▸ Assignment
Pull every line containing "contains" out of the listing below.

START Records provided

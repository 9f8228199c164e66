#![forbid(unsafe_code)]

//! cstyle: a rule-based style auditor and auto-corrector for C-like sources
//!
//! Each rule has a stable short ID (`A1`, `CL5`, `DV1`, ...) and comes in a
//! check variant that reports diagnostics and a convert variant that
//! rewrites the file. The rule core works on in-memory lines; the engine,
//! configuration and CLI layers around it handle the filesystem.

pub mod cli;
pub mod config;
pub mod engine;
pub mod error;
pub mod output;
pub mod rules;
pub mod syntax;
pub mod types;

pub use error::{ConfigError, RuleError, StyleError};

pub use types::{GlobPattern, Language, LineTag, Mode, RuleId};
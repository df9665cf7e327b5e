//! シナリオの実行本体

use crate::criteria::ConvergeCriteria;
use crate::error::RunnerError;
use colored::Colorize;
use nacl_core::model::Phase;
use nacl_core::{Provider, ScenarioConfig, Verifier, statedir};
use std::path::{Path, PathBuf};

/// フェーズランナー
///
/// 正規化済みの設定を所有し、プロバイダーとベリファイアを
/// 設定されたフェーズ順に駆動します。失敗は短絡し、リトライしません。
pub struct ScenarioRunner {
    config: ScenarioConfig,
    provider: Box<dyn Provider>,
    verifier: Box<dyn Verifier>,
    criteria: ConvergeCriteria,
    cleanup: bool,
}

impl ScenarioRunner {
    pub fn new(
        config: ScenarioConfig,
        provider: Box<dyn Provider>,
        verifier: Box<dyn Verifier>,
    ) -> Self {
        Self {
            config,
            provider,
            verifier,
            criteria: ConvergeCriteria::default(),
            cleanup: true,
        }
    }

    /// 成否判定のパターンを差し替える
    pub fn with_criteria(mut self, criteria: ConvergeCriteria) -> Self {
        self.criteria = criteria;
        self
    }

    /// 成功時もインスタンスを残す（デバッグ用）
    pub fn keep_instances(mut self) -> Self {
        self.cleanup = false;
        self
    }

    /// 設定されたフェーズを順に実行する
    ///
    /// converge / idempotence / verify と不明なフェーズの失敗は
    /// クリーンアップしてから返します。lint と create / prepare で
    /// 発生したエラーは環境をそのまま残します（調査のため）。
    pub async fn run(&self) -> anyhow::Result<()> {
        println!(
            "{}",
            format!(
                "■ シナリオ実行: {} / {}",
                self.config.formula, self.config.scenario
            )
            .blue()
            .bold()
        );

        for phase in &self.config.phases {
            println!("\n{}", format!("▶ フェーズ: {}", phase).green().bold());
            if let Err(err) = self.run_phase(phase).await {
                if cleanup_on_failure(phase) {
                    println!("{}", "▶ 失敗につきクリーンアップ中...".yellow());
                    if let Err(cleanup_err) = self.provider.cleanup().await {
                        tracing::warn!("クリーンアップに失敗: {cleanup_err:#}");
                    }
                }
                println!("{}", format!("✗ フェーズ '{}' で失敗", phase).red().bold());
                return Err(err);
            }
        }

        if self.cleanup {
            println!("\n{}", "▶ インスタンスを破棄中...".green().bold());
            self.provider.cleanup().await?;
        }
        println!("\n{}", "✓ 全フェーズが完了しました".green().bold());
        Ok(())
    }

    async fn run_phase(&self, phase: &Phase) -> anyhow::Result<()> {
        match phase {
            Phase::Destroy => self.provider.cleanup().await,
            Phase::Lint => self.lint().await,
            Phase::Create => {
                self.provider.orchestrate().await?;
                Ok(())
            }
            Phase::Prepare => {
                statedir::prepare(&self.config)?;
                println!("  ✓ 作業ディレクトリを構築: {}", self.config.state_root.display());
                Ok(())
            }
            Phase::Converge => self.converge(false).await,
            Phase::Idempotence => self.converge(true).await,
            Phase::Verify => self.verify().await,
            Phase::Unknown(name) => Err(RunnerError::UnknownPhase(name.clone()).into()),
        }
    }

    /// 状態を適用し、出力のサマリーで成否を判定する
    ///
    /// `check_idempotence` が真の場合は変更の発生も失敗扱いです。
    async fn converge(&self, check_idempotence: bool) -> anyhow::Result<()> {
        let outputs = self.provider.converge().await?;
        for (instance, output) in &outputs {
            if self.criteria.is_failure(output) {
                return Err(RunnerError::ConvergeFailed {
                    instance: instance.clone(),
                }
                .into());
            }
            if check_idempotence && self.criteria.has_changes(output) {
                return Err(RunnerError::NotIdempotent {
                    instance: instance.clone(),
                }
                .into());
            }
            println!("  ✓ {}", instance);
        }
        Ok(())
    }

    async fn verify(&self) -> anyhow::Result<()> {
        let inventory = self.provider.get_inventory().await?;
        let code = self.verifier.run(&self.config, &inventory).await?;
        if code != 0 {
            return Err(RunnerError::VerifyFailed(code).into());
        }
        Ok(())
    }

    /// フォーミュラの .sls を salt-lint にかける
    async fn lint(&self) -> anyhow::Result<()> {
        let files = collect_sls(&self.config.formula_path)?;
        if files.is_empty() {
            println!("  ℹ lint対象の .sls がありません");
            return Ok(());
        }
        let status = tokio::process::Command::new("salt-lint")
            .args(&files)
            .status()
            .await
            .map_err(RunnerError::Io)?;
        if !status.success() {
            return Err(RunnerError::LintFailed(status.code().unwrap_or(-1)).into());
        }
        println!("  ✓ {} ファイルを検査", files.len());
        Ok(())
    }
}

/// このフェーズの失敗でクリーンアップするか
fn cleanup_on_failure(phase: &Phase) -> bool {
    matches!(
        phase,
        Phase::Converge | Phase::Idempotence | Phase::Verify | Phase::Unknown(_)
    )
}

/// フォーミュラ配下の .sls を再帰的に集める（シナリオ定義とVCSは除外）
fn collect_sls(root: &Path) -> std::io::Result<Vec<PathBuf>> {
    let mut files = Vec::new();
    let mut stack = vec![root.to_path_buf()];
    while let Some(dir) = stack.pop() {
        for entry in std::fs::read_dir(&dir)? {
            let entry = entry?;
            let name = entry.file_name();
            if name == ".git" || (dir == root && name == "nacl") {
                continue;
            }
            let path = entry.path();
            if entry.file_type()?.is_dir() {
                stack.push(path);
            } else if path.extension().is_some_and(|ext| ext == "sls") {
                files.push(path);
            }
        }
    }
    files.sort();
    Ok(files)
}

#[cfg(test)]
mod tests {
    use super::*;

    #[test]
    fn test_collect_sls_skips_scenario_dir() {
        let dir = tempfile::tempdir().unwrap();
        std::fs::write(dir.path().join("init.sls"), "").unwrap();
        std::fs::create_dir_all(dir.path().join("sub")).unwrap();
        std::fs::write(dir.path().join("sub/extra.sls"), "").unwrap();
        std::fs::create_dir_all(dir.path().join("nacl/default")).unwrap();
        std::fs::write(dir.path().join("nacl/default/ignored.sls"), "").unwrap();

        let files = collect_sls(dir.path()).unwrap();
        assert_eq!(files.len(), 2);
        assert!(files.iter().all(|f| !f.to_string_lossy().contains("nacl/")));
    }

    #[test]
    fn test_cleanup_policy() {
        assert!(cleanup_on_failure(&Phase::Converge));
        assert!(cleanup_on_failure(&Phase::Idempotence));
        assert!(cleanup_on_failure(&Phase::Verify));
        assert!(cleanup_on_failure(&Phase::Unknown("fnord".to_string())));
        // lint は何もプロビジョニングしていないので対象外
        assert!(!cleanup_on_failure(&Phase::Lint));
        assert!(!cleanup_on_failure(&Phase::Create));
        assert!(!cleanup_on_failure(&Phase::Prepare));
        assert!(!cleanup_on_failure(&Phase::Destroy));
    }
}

END Records provided
START Records provided

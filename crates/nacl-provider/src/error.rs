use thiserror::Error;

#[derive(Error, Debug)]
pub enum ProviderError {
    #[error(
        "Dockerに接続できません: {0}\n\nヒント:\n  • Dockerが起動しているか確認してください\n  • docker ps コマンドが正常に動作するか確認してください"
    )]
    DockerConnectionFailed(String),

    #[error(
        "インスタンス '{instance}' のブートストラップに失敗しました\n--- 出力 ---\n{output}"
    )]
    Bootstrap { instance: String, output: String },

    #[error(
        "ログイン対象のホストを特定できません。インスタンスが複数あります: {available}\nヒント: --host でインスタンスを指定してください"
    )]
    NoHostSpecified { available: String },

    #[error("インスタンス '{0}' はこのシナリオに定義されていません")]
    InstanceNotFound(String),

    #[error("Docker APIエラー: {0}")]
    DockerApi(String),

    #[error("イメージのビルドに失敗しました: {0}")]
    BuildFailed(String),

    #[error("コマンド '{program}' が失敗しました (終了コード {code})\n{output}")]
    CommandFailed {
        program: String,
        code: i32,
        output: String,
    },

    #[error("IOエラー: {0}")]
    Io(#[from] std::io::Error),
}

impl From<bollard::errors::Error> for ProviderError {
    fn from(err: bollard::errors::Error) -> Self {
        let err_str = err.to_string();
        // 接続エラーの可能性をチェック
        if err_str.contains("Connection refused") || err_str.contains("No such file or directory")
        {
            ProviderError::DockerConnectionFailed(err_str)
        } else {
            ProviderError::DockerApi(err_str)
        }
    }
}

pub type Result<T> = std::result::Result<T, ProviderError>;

END Records provided

▸ Task response
        assert!(files.iter().all(|f| !f.to_string_lossy().contains("nacl/")));
        if err_str.contains("Connection refused") || err_str.contains("No such file or directory")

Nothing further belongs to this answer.